Z okazji XXII Światowego Dnia Młodzieży, który obchodzony będzie w najbliższą Niedzielę Palmową, chciałbym zaproponować rozważenie słów Jezusa: „Abyście się wzajemnie miłowali, tak jak Ja was umiłowałem”
(J 13, 34).
Czy można kochać?
Każda osoba pragnie kochać i być kochaną. Jak trudno jednak jest kochać, ileż błędów i niepowodzeń odnotowuje się w miłości! Są nawet tacy, którzy powątpiewają, czy miłość jest w ogóle możliwa.

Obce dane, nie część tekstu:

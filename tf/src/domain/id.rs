//! Identifier generation

use uuid::Uuid;

/// Generate a readable unique id: `<prefix>-<slug>-<suffix>`
///
/// The slug is derived from the hint (lowercased, non-alphanumerics folded
/// to hyphens, capped at 24 chars); the suffix is the tail of a UUIDv7 so
/// ids sort roughly by creation time.
pub fn generate_id(prefix: &str, hint: &str) -> String {
    let slug: String = hint
        .to_lowercase()
        .chars()
        .map(|c| if c.is_alphanumeric() { c } else { '-' })
        .collect::<String>()
        .split('-')
        .filter(|s| !s.is_empty())
        .collect::<Vec<_>>()
        .join("-");
    let slug = if slug.len() > 24 { slug[..24].trim_end_matches('-').to_string() } else { slug };

    let uuid = Uuid::now_v7().simple().to_string();
    let suffix = &uuid[uuid.len() - 8..];

    if slug.is_empty() {
        format!("{}-{}", prefix, suffix)
    } else {
        format!("{}-{}-{}", prefix, slug, suffix)
    }
}
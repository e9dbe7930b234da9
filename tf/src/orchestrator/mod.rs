//! Orchestrator - the request surface
//!
//! One orchestrator drives projects end to end: createProject analyzes the
//! request, injects quality gates and builds the graph; startProject hands
//! the graph to the scheduler under a cancellation signal; status and event
//! subscription read back run state. Each project owns its event bus, state
//! directory and recovery snapshots.

use std::collections::HashMap;
use std::sync::Arc;

use eyre::{bail, Context, Result};
use graphstore::ProjectStore;
use serde::Serialize;
use tokio::sync::{broadcast, watch, Mutex};
use tracing::{info, warn};

use crate::analyzer::RequirementsAnalyzer;
use crate::config::Config;
use crate::domain::{Request, Worker};
use crate::driver::{emergency_cleanup, DriverConfig, WorkerDriver};
use crate::events::{spawn_event_logger, Event, EventBus, ErrorKind};
use crate::gates::QualityGates;
use crate::graph::{GraphEngine, GraphExport};
use crate::llm::LlmAdapter;
use crate::recovery::{
    CheckpointStore, SNAPSHOT_BEFORE_ERROR, SNAPSHOT_EXECUTION_START, SNAPSHOT_INITIALIZED,
    SNAPSHOT_LAST_SUCCESSFUL,
};
use crate::registry::WorkerRegistry;
use crate::scheduler::{RunOutcome, Scheduler};

/// Caller-facing project status summary
#[derive(Debug, Clone, Serialize)]
#[serde(rename_all = "camelCase")]
pub struct ProjectStatus {
    pub project_id: String,
    /// "created" | "running" | "completed" | "failed" | "cancelled"
    pub status: String,
    pub ready_count: usize,
    pub in_progress_count: usize,
    pub completed_count: usize,
    pub failed_count: usize,
    /// Minutes of critical-path work remaining
    pub critical_path_remaining: u32,
}

struct ProjectHandle {
    engine: Arc<GraphEngine>,
    store: ProjectStore,
    bus: Arc<EventBus>,
    cancel_tx: watch::Sender<bool>,
    outcome: Arc<Mutex<Option<RunOutcome>>>,
    running: bool,
    warnings: Vec<String>,
}

/// The orchestration facade
pub struct Orchestrator {
    config: Arc<Config>,
    adapter: Arc<dyn LlmAdapter>,
    registry: Arc<WorkerRegistry>,
    projects: Mutex<HashMap<String, ProjectHandle>>,
}

impl Orchestrator {
    /// Create with the default worker catalog
    pub fn new(config: Arc<Config>, adapter: Arc<dyn LlmAdapter>) -> Self {
        let catalog = WorkerRegistry::default_catalog(config.per_worker_max_concurrent);
        Self::with_workers(config, adapter, catalog)
    }

    pub fn with_workers(config: Arc<Config>, adapter: Arc<dyn LlmAdapter>, workers: Vec<Worker>) -> Self {
        let registry = Arc::new(WorkerRegistry::new(workers, config.assignment_confidence_threshold));
        Self {
            config,
            adapter,
            registry,
            projects: Mutex::new(HashMap::new()),
        }
    }

    /// Analyze a request into a gated graph, ready to start
    pub async fn create_project(&self, request: Request) -> Result<String> {
        let analyzer = RequirementsAnalyzer::new(Arc::clone(&self.adapter), &self.config);
        let specialists = self.registry.specialist_kinds().await;
        let analyzed = analyzer.analyze_project(&request, &specialists).await?;

        let project_id = analyzed.blueprint.project_id.clone();
        let gated = QualityGates::inject(analyzed.tasks);

        let engine = Arc::new(GraphEngine::new(
            self.config.global_max_invocations,
            self.config.strict_contracts,
        ));
        let build_warnings = engine
            .build(&project_id, gated)
            .await
            .wrap_err("Graph construction failed")?;

        let store = ProjectStore::open(self.config.project_dir(&project_id))
            .wrap_err("Failed to open project state directory")?;
        let bus = Arc::new(EventBus::with_default_capacity());

        let checkpoints = CheckpointStore::new(Arc::clone(&engine), store.clone());
        checkpoints
            .snapshot(SNAPSHOT_INITIALIZED)
            .await
            .wrap_err("Failed to write the initial snapshot")?;

        let export = engine.export().await;
        let critical = export.nodes.iter().filter(|t| t.on_critical_path).count();
        let events = bus.emitter_for(&project_id);
        events.project_orchestrated(export.nodes.len(), critical);
        for ready in engine.ready_tasks().await {
            events.task_ready(&ready.task.id);
        }

        let mut warnings = analyzed.warnings;
        warnings.extend(build_warnings);

        info!(
            project_id = %project_id,
            tasks = export.nodes.len(),
            critical,
            warnings = warnings.len(),
            "Project created"
        );

        let (cancel_tx, _) = watch::channel(false);
        let handle = ProjectHandle {
            engine,
            store,
            bus,
            cancel_tx,
            outcome: Arc::new(Mutex::new(None)),
            running: false,
            warnings,
        };
        self.projects.lock().await.insert(project_id.clone(), handle);
        Ok(project_id)
    }

    /// Start the scheduler for a created project
    pub async fn start_project(&self, project_id: &str) -> Result<()> {
        let mut projects = self.projects.lock().await;
        let handle = projects
            .get_mut(project_id)
            .ok_or_else(|| eyre::eyre!("Unknown project: {}", project_id))?;
        if handle.running {
            bail!("Project {} is already running", project_id);
        }
        handle.running = true;

        let engine = Arc::clone(&handle.engine);
        let store = handle.store.clone();
        let bus = Arc::clone(&handle.bus);
        let events = bus.emitter_for(project_id);
        let cancel_rx = handle.cancel_tx.subscribe();
        let outcome_slot = Arc::clone(&handle.outcome);
        let config = Arc::clone(&self.config);
        let registry = Arc::clone(&self.registry);

        // Persist the event stream for this project
        spawn_event_logger(bus.subscribe(), store.clone(), config.event_log_keep);

        let checkpoints = CheckpointStore::new(Arc::clone(&engine), store.clone());
        checkpoints.snapshot(SNAPSHOT_EXECUTION_START).await?;

        // Rolling snapshots follow the event stream
        spawn_snapshot_watcher(bus.subscribe(), checkpoints.clone());

        let driver = Arc::new(WorkerDriver::new(DriverConfig::from_config(&config)));
        let run_events = bus.emitter_for(project_id);
        let scheduler = Scheduler::new(engine, registry, driver, events, Arc::clone(&config));

        tokio::spawn(async move {
            let depth_cap = config.recursion_depth_cap;
            let mut attempts = 0u32;
            let outcome = loop {
                let outcome = scheduler.run(cancel_rx.clone()).await;
                // Graph-level errors (loop detection, invariant violations)
                // go through the recovery ladder; their project_failed event
                // fires only once recovery is exhausted. Cancellation and
                // ordinary task failures are final and already announced.
                if let RunOutcome::Failed { error, message } = &outcome {
                    if matches!(error, ErrorKind::Internal | ErrorKind::LoopDetected) {
                        if attempts < depth_cap {
                            attempts += 1;
                            match checkpoints.restore_ladder().await {
                                Ok(Some(name)) => {
                                    warn!(attempts, snapshot = %name, "Recovered from snapshot, resuming run");
                                    continue;
                                }
                                Ok(None) => {
                                    run_events.project_failed(*error, message);
                                    break outcome;
                                }
                                Err(e) => {
                                    warn!(error = %e, "Recovery ladder failed");
                                    run_events.project_failed(*error, message);
                                    break outcome;
                                }
                            }
                        }
                        run_events.project_failed(*error, message);
                        break outcome;
                    }
                }
                break outcome;
            };
            info!(?outcome, "Run finished");
            let _ = checkpoints.snapshot(SNAPSHOT_LAST_SUCCESSFUL).await;
            *outcome_slot.lock().await = Some(outcome);
        });

        Ok(())
    }

    /// Signal cancellation; the scheduler terminates invocations within the
    /// grace period and skips everything runnable.
    pub async fn cancel_project(&self, project_id: &str) -> Result<()> {
        let projects = self.projects.lock().await;
        let handle = projects
            .get(project_id)
            .ok_or_else(|| eyre::eyre!("Unknown project: {}", project_id))?;
        handle
            .cancel_tx
            .send(true)
            .map_err(|_| eyre::eyre!("Project {} has no live run to cancel", project_id))?;
        Ok(())
    }

    pub async fn get_project_status(&self, project_id: &str) -> Result<ProjectStatus> {
        let projects = self.projects.lock().await;
        let handle = projects
            .get(project_id)
            .ok_or_else(|| eyre::eyre!("Unknown project: {}", project_id))?;

        let stats = handle.engine.stats().await;
        let status = match &*handle.outcome.lock().await {
            Some(RunOutcome::Completed) => "completed",
            Some(RunOutcome::Failed { .. }) => "failed",
            Some(RunOutcome::Cancelled) => "cancelled",
            None if handle.running => "running",
            None => "created",
        };

        Ok(ProjectStatus {
            project_id: project_id.to_string(),
            status: status.to_string(),
            ready_count: stats.ready,
            in_progress_count: stats.in_progress,
            completed_count: stats.completed,
            failed_count: stats.failed,
            critical_path_remaining: stats.critical_path_remaining,
        })
    }

    /// Snapshot-then-stream subscription: the current graph state plus every
    /// event emitted after this call.
    pub async fn subscribe_events(&self, project_id: &str) -> Result<(GraphExport, broadcast::Receiver<Event>)> {
        let projects = self.projects.lock().await;
        let handle = projects
            .get(project_id)
            .ok_or_else(|| eyre::eyre!("Unknown project: {}", project_id))?;
        Ok((handle.engine.export().await, handle.bus.subscribe()))
    }

    /// Analyzer and build warnings recorded at creation
    pub async fn project_warnings(&self, project_id: &str) -> Result<Vec<String>> {
        let projects = self.projects.lock().await;
        let handle = projects
            .get(project_id)
            .ok_or_else(|| eyre::eyre!("Unknown project: {}", project_id))?;
        Ok(handle.warnings.clone())
    }

    /// Block until the project's run finishes
    pub async fn wait_for_project(&self, project_id: &str) -> Result<RunOutcome> {
        let outcome_slot = {
            let projects = self.projects.lock().await;
            let handle = projects
                .get(project_id)
                .ok_or_else(|| eyre::eyre!("Unknown project: {}", project_id))?;
            if !handle.running {
                bail!("Project {} has not been started", project_id);
            }
            Arc::clone(&handle.outcome)
        };
        loop {
            if let Some(outcome) = outcome_slot.lock().await.clone() {
                return Ok(outcome);
            }
            tokio::time::sleep(std::time::Duration::from_millis(50)).await;
        }
    }

    /// Cancel everything and sweep for orphan worker processes
    pub async fn shutdown(&self) {
        let projects = self.projects.lock().await;
        for (project_id, handle) in projects.iter() {
            if handle.running && handle.outcome.try_lock().map(|o| o.is_none()).unwrap_or(true) {
                info!(%project_id, "Cancelling project for shutdown");
                let _ = handle.cancel_tx.send(true);
            }
        }
        drop(projects);

        let terminated = emergency_cleanup(&self.config.worker_command).await;
        if terminated > 0 {
            warn!(terminated, "Emergency cleanup terminated orphan workers");
        }
    }
}

/// Keep rolling recovery snapshots in step with the event stream
fn spawn_snapshot_watcher(mut rx: broadcast::Receiver<Event>, checkpoints: CheckpointStore) {
    tokio::spawn(async move {
        loop {
            match rx.recv().await {
                Ok(event) => {
                    match &event {
                        Event::TaskCompleted { .. } => {
                            let _ = checkpoints.snapshot(SNAPSHOT_LAST_SUCCESSFUL).await;
                        }
                        Event::TaskFailed { .. } | Event::CheckpointFailed { .. } => {
                            let _ = checkpoints.snapshot(SNAPSHOT_BEFORE_ERROR).await;
                        }
                        _ => {}
                    }
                    if event.is_terminal() {
                        return;
                    }
                }
                Err(broadcast::error::RecvError::Lagged(_)) => continue,
                Err(broadcast::error::RecvError::Closed) => return,
            }
        }
    });
}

Ale jeśli nawet braki emocjonalne czy uczuciowe rozczarowania mogą doprowadzać do przypuszczenia, że miłość jest utopią, nieosiągalnym marzeniem, to czy należy się z tym pogodzić? Nie! Miłość jest możliwa i celem mego orędzia jest rozbudzenie w każdym z was, którzy jesteście przyszłością i nadzieją ludzkości, ufności w miłość prawdziwą, wierną i silną; miłość, która rodzi pokój i radość; miłość, która łączy osoby, sprawiając, że czują się one wolne we wzajemnym szacunku.
„Odważyć się kochać”, naśladując przykład świętych
Drodzy Młodzi, chciałbym zachęcić was, byście „odważyli się kochać”, czyli nie pragnęli dla swego życia niczego, co byłoby mniejsze od miłości mocnej i pięknej, zdolnej uczynić całe życie radosną realizacją daru z was samych dla Boga i dla braci, na wzór Tego, który przez miłość zwyciężył na zawsze nienawiść i śmierć (por. Ap 5, 13). Miłość jest jedyną siłą zdolną zmienić serce człowieka i całą ludzkość, sprawiając, że będą owocne relacje między mężczyznami i kobietami, bogatymi i ubogimi oraz między kulturami i cywilizacjami. Świadczy o tym życie świętych, prawdziwych przyjaciół Boga, którzy są drogą i odbiciem tej pierwotnej miłości. Dołóżcie starań, aby poznać ich lepiej, powierzcie się ich wstawiennictwu, starajcie się żyć jak oni. Ograniczę się do przypomnienia Matki Teresy, która przynaglona, by odpowiedzieć na wołanie Chrystusa: „Pragnę”, wołanie, które głęboko ją poruszyło, zaczęła zbierać konających na ulicach Kalkuty w Indiach. Od tamtej chwili jedynym pragnieniem jej życia było gaszenie pragnienia miłości Jezusa nie słowami, ale konkretnymi czynami, rozpoznając Jego oblicze w oszpeconych, spragnionych miłości twarzach najbardziej ubogich wśród ubogich. Błogosławiona Teresa wcieliła w życie naukę Pana: „Wszystko, co uczyniliście jednemu z tych braci moich najmniejszych, Mnieście uczynili” (Mt 25, 40). I przesłanie tego skromnego świadka Bożej miłości ogarnęło cały świat.
W stronę spotkania w Sydney
Oświecające jest w tym kontekście napomnienie apostoła Jana: „Dzieci, nie miłujmy słowem i językiem, ale czynem i prawdą. Po tym poznamy, że jesteśmy z prawdy” (1 J 3, 18-19). Drodzy Młodzi, zachęcam was, byście w tym duchu razem z waszymi biskupami w waszych diecezjach przeżyli najbliższy Światowy Dzień Młodzieży. Stanowi on ważny etap drogi w stronę spotkania w Sydney, którego tematem będą słowa: „Duch Święty zstąpi na was, otrzymacie Jego moc i staniecie się moimi świadkami” (Dz 1, 8). Niechaj Maryja, Matka Chrystusa i Kościoła, pomoże wam sprawić, ażeby wszędzie rozbrzmiewał ten krzyk, który przemienił świat: „Bóg jest miłością!”. Towarzyszę wam modlitwą i z serca błogosławię.